- Your instructions
Using the data below, gather each line that includes the word "AssignError".
:: Information supplied ::
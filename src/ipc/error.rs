use serde_json::json;

use crate::backend::BackendError;
use crate::sequencer::AssignError;

pub fn ok(id: &str, result: serde_json::Value) -> serde_json::Value {
    json!({
        "id": id,
        "ok": true,
        "result": result
    })
}

pub fn err(
    id: &str,
    code: &str,
    message: impl Into<String>,
    details: Option<serde_json::Value>,
) -> serde_json::Value {
    let mut error = json!({
        "code": code,
        "message": message.into(),
    });
    if let Some(d) = details {
        error["details"] = d;
    }
    json!({
        "id": id,
        "ok": false,
        "error": error,
    })
}

pub struct HandlerErr {
    pub code: &'static str,
    pub message: String,
    pub details: Option<serde_json::Value>,
}

impl HandlerErr {
    pub fn new(code: &'static str, message: impl Into<String>) -> Self {
        Self {
            code,
            message: message.into(),
            details: None,
        }
    }

    pub fn with_details(mut self, details: serde_json::Value) -> Self {
        self.details = Some(details);
        self
    }

    pub fn response(self, id: &str) -> serde_json::Value {
        err(id, self.code, self.message, self.details)
    }
}

impl From<AssignError> for HandlerErr {
    fn from(e: AssignError) -> Self {
        let details = match &e {
            AssignError::Conflict { code } => Some(json!({ "rfid": code })),
            _ => None,
        };
        HandlerErr {
            code: e.code(),
            message: e.notice(),
            details,
        }
    }
}

impl From<BackendError> for HandlerErr {
    fn from(e: BackendError) -> Self {
        HandlerErr::new("backend_failed", e.message)
    }
}

pub fn get_required_str(params: &serde_json::Value, key: &str) -> Result<String, HandlerErr> {
    let value = params
        .get(key)
        .and_then(|v| v.as_str())
        .map(|s| s.trim().to_string())
        .ok_or_else(|| HandlerErr::new("bad_params", format!("missing {}", key)))?;
    if value.is_empty() {
        return Err(HandlerErr::new(
            "bad_params",
            format!("{} must not be empty", key),
        ));
    }
    Ok(value)
}

/// Absent and `null` read as `None`; any other non-string is refused.
pub fn get_optional_str(params: &serde_json::Value, key: &str) -> Result<Option<String>, HandlerErr> {
    match params.get(key) {
        None | Some(serde_json::Value::Null) => Ok(None),
        Some(serde_json::Value::String(s)) => Ok(Some(s.clone())),
        Some(_) => Err(HandlerErr::new(
            "bad_params",
            format!("{} must be a string", key),
        )),
    }
}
:::
- Written response
use crate::sequencer::AssignError;
impl From<AssignError> for HandlerErr {
    fn from(e: AssignError) -> Self {
            AssignError::Conflict { code } => Some(json!({ "rfid": code })),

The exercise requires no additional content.